Erlang does have a good Protocol Buffers library, by the way:
[https://github.com/basho/erlang_protobuffs](https://github.com/basho/erlang_protobuffs).
Even if it didn't, you'd use a more native serialization format like BERT.

As for abandoned projects and library sprawl, that is true. However, I'd say
that this is far more bearable in Erlang than in other languages. For one, the
module system makes deducing how to use a program's API from source code much
easier even if there is no explicit documentation - every Erlang program
basically gets a user interface for free just by virtue of being a module.

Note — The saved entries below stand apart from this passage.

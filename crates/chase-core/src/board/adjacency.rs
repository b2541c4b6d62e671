use crate::board::location::LocationId;
use crate::board::topology::{BoardTopology, MoveConstraints, TopologyError};
use std::collections::{HashMap, HashSet};

/// Undirected adjacency-map board.
///
/// The minimal `BoardTopology` implementation: links are symmetric and a
/// move is legal when the destination is adjacent and not blocked by the
/// current constraints. Game-specific legality (transport types, one-way
/// passages) belongs in richer implementations, not here.
#[derive(Debug, Clone, Default)]
pub struct AdjacencyBoard {
    links: HashMap<LocationId, HashSet<LocationId>>,
}

impl AdjacencyBoard {
    pub fn new() -> Self {
        Self::default()
    }

    /// Builds a board from undirected location pairs.
    pub fn with_links<A, B>(pairs: impl IntoIterator<Item = (A, B)>) -> Self
    where
        A: Into<LocationId>,
        B: Into<LocationId>,
    {
        let mut board = Self::new();
        for (a, b) in pairs {
            board.link(a.into(), b.into());
        }
        board
    }

    /// Adds a symmetric link between `a` and `b`.
    pub fn link(&mut self, a: LocationId, b: LocationId) {
        self.links.entry(a.clone()).or_default().insert(b.clone());
        self.links.entry(b).or_default().insert(a);
    }

    pub fn contains(&self, location: &LocationId) -> bool {
        self.links.contains_key(location)
    }

    pub fn locations(&self) -> impl Iterator<Item = &LocationId> {
        self.links.keys()
    }

    pub fn location_count(&self) -> usize {
        self.links.len()
    }
}

impl BoardTopology for AdjacencyBoard {
    fn neighbors(
        &self,
        from: &LocationId,
        constraints: &MoveConstraints,
    ) -> Result<HashSet<LocationId>, TopologyError> {
        let adjacent = self
            .links
            .get(from)
            .ok_or_else(|| TopologyError::UnknownLocation(from.clone()))?;
        Ok(adjacent
            .iter()
            .filter(|location| !constraints.is_blocked(location))
            .cloned()
            .collect())
    }
}

#[cfg(test)]
mod tests {
    use super::AdjacencyBoard;
    use crate::board::location::LocationId;
    use crate::board::topology::{BoardTopology, MoveConstraints, TopologyError};

    fn triangle() -> AdjacencyBoard {
        AdjacencyBoard::with_links([("A", "B"), ("B", "C"), ("C", "A")])
    }

    #[test]
    fn links_are_symmetric() {
        let board = triangle();
        let from_a = board
            .neighbors(&LocationId::from("A"), &MoveConstraints::none())
            .unwrap();
        let from_b = board
            .neighbors(&LocationId::from("B"), &MoveConstraints::none())
            .unwrap();
        assert!(from_a.contains(&LocationId::from("B")));
        assert!(from_b.contains(&LocationId::from("A")));
    }

    #[test]
    fn blocked_destinations_are_filtered() {
        let board = triangle();
        let constraints = MoveConstraints::blocking([LocationId::from("C")]);
        let reachable = board
            .neighbors(&LocationId::from("A"), &constraints)
            .unwrap();
        assert_eq!(reachable.len(), 1);
        assert!(reachable.contains(&LocationId::from("B")));
    }

    #[test]
    fn unknown_source_is_an_error() {
        let board = triangle();
        let err = board
            .neighbors(&LocationId::from("Z"), &MoveConstraints::none())
            .unwrap_err();
        assert_eq!(err, TopologyError::UnknownLocation(LocationId::from("Z")));
    }

    #[test]
    fn fully_blocked_junction_yields_empty_set() {
        let board = triangle();
        let constraints =
            MoveConstraints::blocking([LocationId::from("B"), LocationId::from("C")]);
        let reachable = board
            .neighbors(&LocationId::from("A"), &constraints)
            .unwrap();
        assert!(reachable.is_empty());
    }
}
//! Belief tracking for the hidden mover's possible positions.
//!
//! This module is composed of:
//! - `tree`: the belief DAG (`BeliefTree`, `BeliefNode`) with its two
//!   mutating operations, frontier expansion and result-driven pruning.
//! - `result`: the `InvestigatorResult` input shape reported by seekers.
//! - `snapshot`: serde snapshot of a tree for diagnostics and saves.

mod result;
mod snapshot;
mod tree;

pub use result::{ClueAnswer, InvestigatorResult};
pub use snapshot::{BeliefSnapshot, SnapshotError};
pub use tree::{BeliefNode, BeliefTree};
use std::collections::HashMap;
use std::fmt;

use chase_core::belief::{BeliefTree, ClueAnswer, InvestigatorResult};
use chase_core::board::{AdjacencyBoard, BoardTopology, LocationId, MoveConstraints, TopologyError};
use rand::{SeedableRng, rngs::StdRng, seq::SliceRandom};
use thiserror::Error;
use tracing::{Level, event};

use crate::config::ScenarioConfig;

/// Replays one seeded hunt against the belief tracker.
///
/// Each turn: seekers man random posts (those junctions become impassable),
/// the hider takes a random legal step, the tree expands under the same
/// constraints, and the seekers probe frontier junctions. A probe away from
/// the hider turns up a clue — proof of absence — and prunes the tree; once
/// the frontier narrows to a single junction the seekers attempt a capture.
pub struct HuntRunner {
    config: ScenarioConfig,
    board: AdjacencyBoard,
}

/// How a hunt ended.
#[derive(Debug, Clone, Copy, PartialEq, Eq)]
pub enum HuntOutcome {
    /// The seekers took the hider at the only remaining junction.
    Captured,
    /// The hider had no legal move left.
    Cornered,
    /// The turn budget ran out with the hider still loose.
    Evaded,
    /// Every tracked position was eliminated; the belief went cold.
    TrailLost,
}

impl fmt::Display for HuntOutcome {
    fn fmt(&self, f: &mut fmt::Formatter<'_>) -> fmt::Result {
        match self {
            HuntOutcome::Captured => write!(f, "captured"),
            HuntOutcome::Cornered => write!(f, "cornered"),
            HuntOutcome::Evaded => write!(f, "evaded"),
            HuntOutcome::TrailLost => write!(f, "trail lost"),
        }
    }
}

/// Summary details returned after a run.
#[derive(Debug, Clone, PartialEq, Eq)]
pub struct RunSummary {
    pub turns_played: usize,
    pub outcome: HuntOutcome,
    pub final_frontier: usize,
    pub tracked_locations: usize,
}

#[derive(Debug, Error)]
pub enum RunnerError {
    #[error("hider start {0} is not on the board")]
    StartOffBoard(LocationId),
    #[error("board query failed: {0}")]
    Topology(#[from] TopologyError),
}

impl HuntRunner {
    /// Build a runner from a validated scenario.
    pub fn new(config: ScenarioConfig) -> Result<Self, RunnerError> {
        let board = config.board.build();
        let start = config.hunt.start_location();
        if !board.contains(&start) {
            return Err(RunnerError::StartOffBoard(start));
        }
        Ok(Self { config, board })
    }

    /// Execute the hunt until capture, a cornered hider, a cold trail, or
    /// the turn budget.
    pub fn run(&self) -> Result<RunSummary, RunnerError> {
        let mut rng = StdRng::seed_from_u64(self.config.hunt.seed.unwrap_or(0));
        let start = self.config.hunt.start_location();
        let mut tree = BeliefTree::new(start.clone());
        let mut hider = start;

        // Sorted so seeded runs are reproducible regardless of map order.
        let mut all_locations: Vec<LocationId> = self.board.locations().cloned().collect();
        all_locations.sort();

        for turn in 1..=self.config.hunt.turns {
            let posts: Vec<LocationId> = all_locations
                .choose_multiple(&mut rng, self.config.seekers.count)
                .cloned()
                .collect();
            let constraints = MoveConstraints::blocking(posts);

            let mut options: Vec<LocationId> = self
                .board
                .neighbors(&hider, &constraints)?
                .into_iter()
                .collect();
            options.sort();
            let Some(next) = options.choose(&mut rng).cloned() else {
                event!(Level::INFO, turn, at = %hider, "hider cornered");
                return Ok(self.summary(turn, HuntOutcome::Cornered, &tree));
            };
            hider = next;

            tree.expand(&self.board, &constraints)?;
            if !tree.frontier().contains(&hider) {
                event!(Level::DEBUG, turn, "hider slipped outside the tracked frontier");
            }

            let mut frontier: Vec<LocationId> = tree.frontier().into_iter().collect();
            frontier.sort();
            if frontier.is_empty() {
                return Ok(self.summary(turn, HuntOutcome::TrailLost, &tree));
            }

            let answers: HashMap<LocationId, ClueAnswer> = frontier
                .choose_multiple(&mut rng, self.config.seekers.searches_per_turn)
                .cloned()
                .map(|location| {
                    let answer = if location == hider {
                        ClueAnswer::No
                    } else {
                        ClueAnswer::Yes
                    };
                    (location, answer)
                })
                .collect();
            tree.apply_result(&InvestigatorResult::Search { answers });

            let mut remaining: Vec<LocationId> = tree.frontier().into_iter().collect();
            remaining.sort();
            event!(
                Level::INFO,
                turn,
                frontier = remaining.len(),
                tracked = tree.node_count(),
                "turn resolved"
            );

            if remaining.len() == 1 {
                let target = remaining[0].clone();
                if resolve_capture(&mut tree, &target, &hider) {
                    event!(Level::INFO, turn, at = %target, "capture attempt succeeded");
                    return Ok(self.summary(turn, HuntOutcome::Captured, &tree));
                }
                event!(Level::DEBUG, turn, at = %target, "missed capture ruled out the junction");
                if tree.frontier().is_empty() {
                    return Ok(self.summary(turn, HuntOutcome::TrailLost, &tree));
                }
            }
        }

        Ok(self.summary(self.config.hunt.turns, HuntOutcome::Evaded, &tree))
    }

    fn summary(&self, turns_played: usize, outcome: HuntOutcome, tree: &BeliefTree) -> RunSummary {
        RunSummary {
            turns_played,
            outcome,
            final_frontier: tree.frontier().len(),
            tracked_locations: tree.node_count(),
        }
    }
}

/// Resolves a capture attempt at `target`. A hit ends the hunt; a miss only
/// proves the hider was elsewhere, so it is fed back as a `Yes` clue answer.
fn resolve_capture(tree: &mut BeliefTree, target: &LocationId, hider: &LocationId) -> bool {
    if target == hider {
        return true;
    }
    tree.apply_result(&InvestigatorResult::single_search(
        target.clone(),
        ClueAnswer::Yes,
    ));
    false
}
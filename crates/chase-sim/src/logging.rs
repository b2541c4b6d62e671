use tracing::Level;
use tracing_subscriber::{EnvFilter, fmt};

/// Installs the global fmt subscriber for the harness.
///
/// `RUST_LOG` overrides the configured level when set.
pub fn init_logging(level: Level) {
    let filter =
        EnvFilter::try_from_default_env().unwrap_or_else(|_| EnvFilter::new(level.as_str()));

    let subscriber = fmt::Subscriber::builder()
        .with_env_filter(filter)
        .with_target(false)
        .finish();

    // Ignore error if a global subscriber is already set (e.g., when running in tests)
    let _ = tracing::subscriber::set_global_default(subscriber);
}
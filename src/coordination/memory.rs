//! In-process job board, used by tests and dry runs.

use std::sync::atomic::{AtomicBool, Ordering};

use async_trait::async_trait;
use tokio::sync::Mutex;

use crate::coordination::JobBoard;
use crate::error::{AppError, Result};
use crate::models::{Job, JobFilter, JobUpdate};

#[derive(Debug)]
pub struct MemoryJobBoard {
    jobs: Mutex<Vec<Job>>,
    reachable: AtomicBool,
}

impl MemoryJobBoard {
    pub fn new() -> Self {
        Self {
            jobs: Mutex::new(Vec::new()),
            reachable: AtomicBool::new(true),
        }
    }

    /// Board pre-filled with unclaimed jobs, ids starting at 1.
    pub fn with_keys(keys: &[&str]) -> Self {
        let jobs = keys
            .iter()
            .enumerate()
            .map(|(i, key)| Job::new(i as u64 + 1, *key))
            .collect();
        Self {
            jobs: Mutex::new(jobs),
            reachable: AtomicBool::new(true),
        }
    }

    /// Simulate the board going offline or coming back.
    pub fn set_reachable(&self, reachable: bool) {
        self.reachable.store(reachable, Ordering::SeqCst);
    }

    fn check_reachable(&self) -> Result<()> {
        if self.reachable.load(Ordering::SeqCst) {
            Ok(())
        } else {
            Err(AppError::coordination("in-memory board is offline"))
        }
    }
}

impl Default for MemoryJobBoard {
    fn default() -> Self {
        Self::new()
    }
}

#[async_trait]
impl JobBoard for MemoryJobBoard {
    async fn find_first(&self, filter: &JobFilter) -> Result<Option<Job>> {
        self.check_reachable()?;
        let jobs = self.jobs.lock().await;
        Ok(jobs.iter().find(|job| filter.matches(job)).cloned())
    }

    async fn get(&self, id: u64) -> Result<Option<Job>> {
        self.check_reachable()?;
        let jobs = self.jobs.lock().await;
        Ok(jobs.iter().find(|job| job.id == id).cloned())
    }

    async fn update(&self, id: u64, update: &JobUpdate) -> Result<Job> {
        self.check_reachable()?;
        let mut jobs = self.jobs.lock().await;
        let job = jobs
            .iter_mut()
            .find(|job| job.id == id)
            .ok_or_else(|| AppError::coordination(format!("no job with id {id}")))?;
        update.apply(job);
        Ok(job.clone())
    }

    async fn list(&self) -> Result<Vec<Job>> {
        self.check_reachable()?;
        Ok(self.jobs.lock().await.clone())
    }

    async fn insert(&self, key: &str) -> Result<Option<Job>> {
        self.check_reachable()?;
        let mut jobs = self.jobs.lock().await;
        if jobs.iter().any(|job| job.key == key) {
            return Ok(None);
        }
        let id = jobs.iter().map(|job| job.id).max().unwrap_or(0) + 1;
        let job = Job::new(id, key);
        jobs.push(job.clone());
        Ok(Some(job))
    }
}
//! Local filesystem storage implementation.
//!
//! Every write goes through a temp file and a rename, so a reader never
//! observes a half-written checkpoint or item.

use std::path::{Path, PathBuf};

use async_trait::async_trait;

use crate::error::Result;
use crate::models::{Checkpoint, Item};
use crate::storage::{CheckpointStore, ItemSink};
use crate::utils::fs::{load_json, remove_if_exists, sanitize_key, save_json};

/// Checkpoints stored as one JSON file per job key.
#[derive(Debug, Clone)]
pub struct LocalCheckpointStore {
    root_dir: PathBuf,
}

impl LocalCheckpointStore {
    /// Create a new store rooted at the given directory.
    pub fn new(root_dir: impl Into<PathBuf>) -> Self {
        Self {
            root_dir: root_dir.into(),
        }
    }

    /// Get the file path for a job key.
    pub fn path(&self, job_key: &str) -> PathBuf {
        self.root_dir.join(format!("{}.json", sanitize_key(job_key)))
    }
}

#[async_trait]
impl CheckpointStore for LocalCheckpointStore {
    async fn load(&self, job_key: &str) -> Result<Option<Checkpoint>> {
        let checkpoint: Option<Checkpoint> = load_json(&self.path(job_key)).await?;
        Ok(checkpoint.filter(|c| !c.cursor.trim().is_empty()))
    }

    async fn save(&self, job_key: &str, cursor: &str) -> Result<()> {
        let checkpoint = Checkpoint::new(job_key, cursor);
        save_json(&self.path(job_key), &checkpoint).await?;
        log::debug!("Checkpoint for {} advanced to {}", job_key, cursor);
        Ok(())
    }

    async fn clear(&self, job_key: &str) -> Result<()> {
        remove_if_exists(&self.path(job_key)).await
    }
}

/// Items stored as `{root}/{job_key}/{item_id}.json`.
#[derive(Debug, Clone)]
pub struct LocalItemSink {
    root_dir: PathBuf,
}

impl LocalItemSink {
    pub fn new(root_dir: impl Into<PathBuf>) -> Self {
        Self {
            root_dir: root_dir.into(),
        }
    }

    /// Directory holding all items of one job.
    pub fn namespace(&self, job_key: &str) -> PathBuf {
        self.root_dir.join(sanitize_key(job_key))
    }

    pub fn item_path(&self, job_key: &str, item_id: &str) -> PathBuf {
        self.namespace(job_key).join(format!("{}.json", sanitize_key(item_id)))
    }

    /// Number of stored items for a job.
    pub async fn count(&self, job_key: &str) -> Result<usize> {
        count_json_files(&self.namespace(job_key)).await
    }
}

async fn count_json_files(dir: &Path) -> Result<usize> {
    let mut entries = match tokio::fs::read_dir(dir).await {
        Ok(entries) => entries,
        Err(e) if e.kind() == std::io::ErrorKind::NotFound => return Ok(0),
        Err(e) => return Err(e.into()),
    };

    let mut count = 0;
    while let Some(entry) = entries.next_entry().await? {
        if entry.path().extension().is_some_and(|ext| ext == "json") {
            count += 1;
        }
    }
    Ok(count)
}

#[async_trait]
impl ItemSink for LocalItemSink {
    async fn write(&self, job_key: &str, item: &Item) -> Result<()> {
        // Namespace directory is created lazily by the atomic writer.
        save_json(&self.item_path(job_key, &item.id), item).await
    }
}
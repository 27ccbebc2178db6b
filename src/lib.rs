// src/lib.rs

//! Group Harvester Library

pub mod coordination;
pub mod error;
pub mod models;
pub mod pipeline;
pub mod source;
pub mod storage;
pub mod utils;
// src/source/mod.rs

//! Content source abstraction.
//!
//! A source is walked one page at a time. Every fetch resolves to a
//! [`FetchOutcome`]; an `Err` from [`ContentSource::fetch_page`] is an
//! unclassified failure.

pub mod http;
#[cfg(test)]
pub(crate) mod scripted;

use async_trait::async_trait;

use crate::error::Result;
use crate::models::Item;

pub use http::HttpFeedSource;

/// One page of the item stream.
#[derive(Debug, Clone, PartialEq, Default)]
pub struct Page {
    pub items: Vec<Item>,

    /// Cursor of the following page; `None` at the end of the stream
    pub next_cursor: Option<String>,
}

/// Result of a single fetch.
#[derive(Debug, Clone, PartialEq)]
pub enum FetchOutcome {
    Page(Page),
    /// The target no longer exists.
    NotFound(String),
    /// The source refuses service for now; retry later at the same cursor.
    TemporarilyBlocked(String),
    /// Malformed or partial response; retry.
    UnexpectedResponse(String),
}

#[async_trait]
pub trait ContentSource: Send + Sync {
    /// Fetch the page at `cursor`, or the first page of `query` when `cursor` is `None`.
    async fn fetch_page(&self, query: &str, cursor: Option<&str>) -> Result<FetchOutcome>;
}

In
addition, if the library in question is a properly structured OTP application
or if it uses vanilla process primitives efficiently, I can have relative
confidence that it is less likely to blow up in my face than, e.g. a random
Java library.

Even still, there's all sorts of libraries despite the small community. If
you're doing web development and there's some RESTful API that has no Erlang
bindings, those are relatively trivial to roll yourself.

------
kailuowang
One of the reasons to choose interesting technology is to lure interesting
engineers, especially when your domain is boring. But maybe boring engineers
work good enough with boring business problems.

------
elevensies
My rule of thumb is that if the project has a deadline, then I use components
I already know. And to test something new I use it for something that is
internal only.

------
nadam
This does not really apply to me because I tend to bind boringness/excitement
to problems and not technology.

For example if my task is to create a typical website, that is relatively
boring by default. Speaking about databases I choose postgresql not because it
is boring but because that is the most convenient, elegant, and general-
purpose solution I know. I dont't get excited about NodeJS or MongoDB by
default. What I get excited about if I encounter a hard problem: maybe a very
hard scalability issue that is impossible to solve with PostgreSQL. Searching
for the solution to that problem is interesting and then I might get exited
about some NoSQL solution. Also I don't really get excited about new
programming languages as almost all programming languages try to solve the
same problem. On the other hand I got excited about recent advances in Deep
Machine Learning (and frameworks like Caffe, cxxnet) because with these new
advances and tools it is possible to solve problems which we had absolutely no
chance previously.

Also it is pretty standard for me that the stuff I do at the workplace is
relatively boring, and the stuff I do at night by myself is exciting.

------
slyall
The rule of thumb I used to have (which is a little dated now but imagine 5-10
years ago):

" Any server should have only one thing that is not installed via the default
OS packages "

So you could have one weird bleeding edge version of your language or some
unusual daemon that nobody else used but that was it. The idea was the rest of
the server was stock and it had only one weird thing.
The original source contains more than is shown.